Pendekatan Penerapan Pendidikan Budi Pekerti
Sekolah
sangatlah memberi andil dalam merencanakan pendidikan budi pekerti. Sungguh
terpuji apabila sekolah tersebut membudayakan kegiatan moral dilingkup sekolah
dalam arti segenap yang ada dalam lingkungan sekolah haruslah berwatak yang
baik sehingga tiada kegiatan yang menjelek image sekolah sebagai lembaga
pendidikan. Banyak kegiatan yang mulai melanggar kegiatan budi pekerti contoh
kecil masih adanya guru dijenjang tertentu mencontohkan siswanya suatu
perbuatan yang tidak terpuji misalnya marah kepada murid. Kenapa penulis bilang
marah itu merupakan suatu sifat buruk Karena secara tidak langsung guru
tersebut sudah mengajarkan kepada muridnya bagaimana cara marah. Mungkin
sebagian besar guru mengerti bahwa salah satu sifat seorang anak merupakan suka
meniru-niru orang lebih dewasa. Itu adalah contoh kecil dari perbuatan buruk yang
bisa ditiru oleh anak didik.
Pengaruh
Seorang Guru Dalam Mengajarkan Budi Pekerti ke anak-anak sangat besar karena
gurulah yang mengatur jalannya pendidikan sebuah kelas. Dia yang memplanning
sebuah pendidikan dikelas sesuai dengan kurikulum. Bahkan dia yang mengevaluasi
berhasil tidaknya sebuah kelas.
v Guru
sebagai tauladan
v Guru
sebagai motivator
v Guru
sebagai innovator
v Guru
sebagai evaluator
Salah
satu tujuan penyelenggaraan pendidikan ialah untuk membentuk sikap moral dan
watak murid yang berbudi luhur. Dahulu para murid diberikan pelajaran Budi
Pekerti untuk mencapai tujuan tersebut. Namun sekarang pelajaran itu telah
ditiadakan karena pelajaran tersebut mungkin tidak banyak merubah kepribadian
murid menjadi kepribadian yang lebih baik dan bermoral. Indonesia memiliki Pancasila
dan nilai-nilai budaya yang luhur dan menjunjung tinggi kerukunan dan tenggang
rasa. Akan tetapi, di pihak lain Indonesia juga merupakan salah satu negara
dengan tingkat korupsi tertinggi di dunia, dan tingkat kerusuhan yang juga
tinggi. Bangsa lain memandang Indonesia menjadi negara yang tidak lagi aman
untuk dikunjungi sehingga Indonesia pernah menjadi negara yang dilarang untuk
dikunjungi oleh salah satu negara besar di dunia. Negara tersebut mengeluarkan
travel warning bagi warga negaranya yang akan berkunjung ke Indonesia.
Salah
satu cara membentuk watak dan pribadi bangsa ialah dengan melalui pendidikan.

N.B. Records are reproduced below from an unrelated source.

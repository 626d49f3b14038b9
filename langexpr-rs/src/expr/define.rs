//! Functions defined from text: `name<Default>(a:int, b) => body`.
//!
//! The header is validated and the body parsed once, when the definition is
//! compiled.  Each call binds the parameters as single-use variables,
//! evaluates the body and restores whatever those names held before.

use std::sync::{Arc, OnceLock};

use regex::Regex;

use super::ast::Expr;
use super::coerce::{coerce, TypeTag};
use super::error::{DefinitionError, EvalError, FunctionError};
use super::function::RegisteredFunction;
use super::interp::Interpreter;
use super::parser::parse;
use super::value::Value;

/// `name` optionally followed by `<Type>`.
const HEADER_PATTERN: &str = r"^([A-Za-z_][A-Za-z0-9_]*)\s*(?:<\s*([^<>]*?)\s*>)?$";
const IDENT_PATTERN: &str = r"^[A-Za-z_][A-Za-z0-9_]*$";

struct Patterns {
    header: Regex,
    ident: Regex,
}

fn patterns() -> Result<&'static Patterns, regex::Error> {
    static PATTERNS: OnceLock<Patterns> = OnceLock::new();
    if let Some(p) = PATTERNS.get() {
        return Ok(p);
    }
    let compiled = Patterns {
        header: Regex::new(HEADER_PATTERN)?,
        ident: Regex::new(IDENT_PATTERN)?,
    };
    Ok(PATTERNS.get_or_init(|| compiled))
}

#[derive(Debug, Clone, PartialEq)]
pub struct Param {
    pub name: String,
    pub ty: TypeTag,
}

/// A compiled text definition.
#[derive(Debug, Clone)]
pub struct FunctionDefinition {
    pub name: String,
    pub default_type: Option<String>,
    pub params: Vec<Param>,
    pub body: Expr,
    /// The definition as written.
    pub source: String,
}

impl FunctionDefinition {
    pub fn parse(text: &str) -> Result<Self, DefinitionError> {
        let (header, body) = text.split_once("=>").ok_or(DefinitionError::MissingArrow)?;
        let header = header.trim();
        let body = body.trim();

        let (open, close) = match (header.find('('), header.rfind(')')) {
            (Some(o), Some(c)) if o < c => (o, c),
            _ => return Err(DefinitionError::MissingParams),
        };
        check_parens(header)?;
        if !header[close + 1..].trim().is_empty() {
            return Err(DefinitionError::MissingParams);
        }

        let pats = patterns().map_err(|_| DefinitionError::InvalidName(header.to_string()))?;
        let name_part = header[..open].trim();
        let caps = pats
            .header
            .captures(name_part)
            .ok_or_else(|| DefinitionError::InvalidName(name_part.to_string()))?;
        let name = caps[1].to_string();
        let default_type = caps
            .get(2)
            .map(|m| m.as_str().to_string())
            .filter(|t| !t.is_empty());

        let inner = header[open + 1..close].trim();
        let mut params = Vec::new();
        if !inner.is_empty() {
            for raw in inner.split(',') {
                let raw = raw.trim();
                let (pname, ty) = match raw.split_once(':') {
                    Some((n, t)) => (n.trim(), TypeTag::parse(t)),
                    None => (raw, TypeTag::Any),
                };
                if !pats.ident.is_match(pname) {
                    return Err(DefinitionError::InvalidParam {
                        name: name.clone(),
                        param: raw.to_string(),
                    });
                }
                params.push(Param {
                    name: pname.to_string(),
                    ty,
                });
            }
        }

        let body = parse(body).map_err(|source| DefinitionError::Body {
            name: name.clone(),
            source,
        })?;

        Ok(FunctionDefinition {
            name,
            default_type,
            params,
            body,
            source: text.trim().to_string(),
        })
    }

    /// Wrap the definition as a registrable function.
    pub fn into_function(self) -> RegisteredFunction {
        let default_type = self.default_type.clone();
        let def = Arc::new(self);
        let f = RegisteredFunction::new(move |interp, args, call_type| def.invoke(interp, args, call_type));
        match default_type {
            Some(ty) => f.with_default_type(ty),
            None => f,
        }
    }

    fn invoke(
        &self,
        interp: &mut Interpreter,
        args: Vec<Value>,
        call_type: Option<&str>,
    ) -> Result<Value, EvalError> {
        if args.len() != self.params.len() {
            return Err(FunctionError::Arity {
                name: self.name.clone(),
                expected: self.params.len(),
                got: args.len(),
            }
            .into());
        }

        let mut bound = Vec::with_capacity(args.len());
        for (i, (param, arg)) in self.params.iter().zip(args).enumerate() {
            let arg = coerce(arg, &param.ty).map_err(|source| FunctionError::ArgumentType {
                name: self.name.clone(),
                index: i + 1,
                param: param.name.clone(),
                expected: param.ty.to_string(),
                source,
            })?;
            bound.push(arg);
        }

        let shadowed: Vec<_> = self
            .params
            .iter()
            .map(|p| interp.vars_mut().take_slot(&p.name))
            .collect();
        for (param, arg) in self.params.iter().zip(bound) {
            interp.vars_mut().set(param.name.clone(), arg, 1);
        }

        let result = interp.eval(&self.body);

        for (param, prev) in self.params.iter().zip(shadowed) {
            interp.vars_mut().unset(&param.name);
            if let Some(slot) = prev {
                interp.vars_mut().restore_slot(param.name.clone(), slot);
            }
        }

        let result = result?;
        let Some(ty) = call_type.or(self.default_type.as_deref()) else {
            return Ok(result);
        };
        let target = TypeTag::parse(ty);
        coerce(result, &target).map_err(|source| {
            FunctionError::ReturnType {
                name: self.name.clone(),
                expected: target.to_string(),
                source,
            }
            .into()
        })
    }
}

/// Reject headers whose parentheses do not pair up, reporting the first
/// `)` with no matching `(`.
fn check_parens(header: &str) -> Result<(), DefinitionError> {
    let mut depth = 0i32;
    let mut first_unmatched = None;
    for (i, ch) in header.char_indices() {
        match ch {
            '(' => depth += 1,
            ')' => {
                depth -= 1;
                if depth < 0 && first_unmatched.is_none() {
                    first_unmatched = Some(i);
                }
            }
            _ => {}
        }
    }
    let opens = header.matches('(').count();
    let closes = header.matches(')').count();
    if opens != closes || first_unmatched.is_some() {
        return Err(DefinitionError::UnbalancedParens {
            header: header.to_string(),
            at: first_unmatched,
        });
    }
    Ok(())
}

// ── Tests ─────────────────────────────────────────────────────────────────────

#[cfg(test)]
mod tests {
    use super::*;

    fn interp_with(def: &str) -> Interpreter {
        let mut interp = Interpreter::new();
        let f = FunctionDefinition::parse(def).unwrap();
        let name = f.name.clone();
        interp.functions_mut().register(name, f.into_function());
        interp
    }

    fn run(interp: &mut Interpreter, src: &str) -> Result<Value, EvalError> {
        interp.interpret(&parse(src).unwrap())
    }

    #[test]
    fn parses_header() {
        let d = FunctionDefinition::parse("scale<int>(x:double, factor) => x * factor").unwrap();
        assert_eq!(d.name, "scale");
        assert_eq!(d.default_type.as_deref(), Some("int"));
        assert_eq!(
            d.params,
            vec![
                Param { name: "x".into(), ty: TypeTag::Double },
                Param { name: "factor".into(), ty: TypeTag::Any },
            ]
        );
        let d = FunctionDefinition::parse("now() => 1").unwrap();
        assert!(d.params.is_empty());
        assert!(d.default_type.is_none());
    }

    #[test]
    fn header_errors() {
        assert!(matches!(
            FunctionDefinition::parse("f(x) x"),
            Err(DefinitionError::MissingArrow)
        ));
        assert!(matches!(
            FunctionDefinition::parse("f x => x"),
            Err(DefinitionError::MissingParams)
        ));
        assert!(matches!(
            FunctionDefinition::parse("f(x)) => x"),
            Err(DefinitionError::UnbalancedParens { at: Some(4), .. })
        ));
        assert!(matches!(
            FunctionDefinition::parse("f((x) => x"),
            Err(DefinitionError::UnbalancedParens { at: None, .. })
        ));
        assert!(matches!(
            FunctionDefinition::parse("9f(x) => x"),
            Err(DefinitionError::InvalidName(_))
        ));
        assert!(matches!(
            FunctionDefinition::parse("f(x, 2) => x"),
            Err(DefinitionError::InvalidParam { .. })
        ));
        assert!(matches!(
            FunctionDefinition::parse("f(x) => x +"),
            Err(DefinitionError::Body { .. })
        ));
    }

    #[test]
    fn doubles() {
        let mut interp = interp_with("double(x) => x * 2");
        assert_eq!(run(&mut interp, "double(21)").unwrap(), Value::Float(42.0));
        assert!(!interp.vars().contains("x"));
    }

    #[test]
    fn arity_and_argument_types() {
        let mut interp = interp_with("inc(n:int) => n + 1");
        let err = run(&mut interp, "inc(1, 2)").unwrap_err();
        assert_eq!(
            err.root_cause().to_string(),
            "function inc expects 1 arguments, got 2"
        );
        let err = run(&mut interp, "inc('abc')").unwrap_err();
        assert!(matches!(
            err.root_cause(),
            EvalError::Function(FunctionError::ArgumentType { index: 1, param, .. }) if param == "n"
        ));
        assert!(!interp.vars().contains("n"));
    }

    #[test]
    fn return_type_from_default_or_call_site() {
        let mut interp = interp_with("half<int>(x) => x / 2");
        assert_eq!(run(&mut interp, "half(8)").unwrap(), Value::Int(4));
        assert_eq!(run(&mut interp, "half<double>(8)").unwrap(), Value::Float(4.0));
        assert!(matches!(
            run(&mut interp, "half(3)").unwrap_err().root_cause(),
            EvalError::Function(FunctionError::ReturnType { .. })
        ));
    }

    #[test]
    fn params_are_single_use_and_unbound_after_failure() {
        let mut interp = interp_with("sq(x) => x * x");
        assert!(matches!(
            run(&mut interp, "sq(3)").unwrap_err().root_cause(),
            EvalError::Variable(_)
        ));
        assert!(!interp.vars().contains("x"));
    }

    #[test]
    fn outer_variable_is_restored() {
        let mut interp = interp_with("id(x) => x");
        interp.vars_mut().set("x", Value::from("outer"), -1);
        assert_eq!(run(&mut interp, "id(1) + x").unwrap(), Value::from("1outer"));
        assert_eq!(interp.vars().peek("x"), Some(&Value::from("outer")));
    }
}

Jika demikian, bisa dikatakan bahwa ada yang kurang tepat dengan pendidikan
Indonesia sehingga sebagian bangsanya menjadi bangsa yang anarkis dan korup.
Oleh karena itu, seyogyanya pendidikan Budi Pekerti kembali digalakkan. Namun,
agar tujuan dan maksud pendidikan Budi Pekerti itu bisa terwujud sesuai
harapan, maka sangat diperlukan suatu pendekatan ataupun strategi dalam
melaksanakan pendidikan Budi Pekerti. Secara substansial, pendidikan budi
pekerti berorientasi pada pentingnya siswa memiliki sikap dan perilaku positif
terhadap diri dan orang lain. Jadi, pendekatan yang dipilih seyogyanya
merupakan pendekatan dapat diterapkan sesuai dengan situasi dan kondisi siswa
sehingga dimungkinkan guru dapat menerapkan pendekatan secara kolaboratif.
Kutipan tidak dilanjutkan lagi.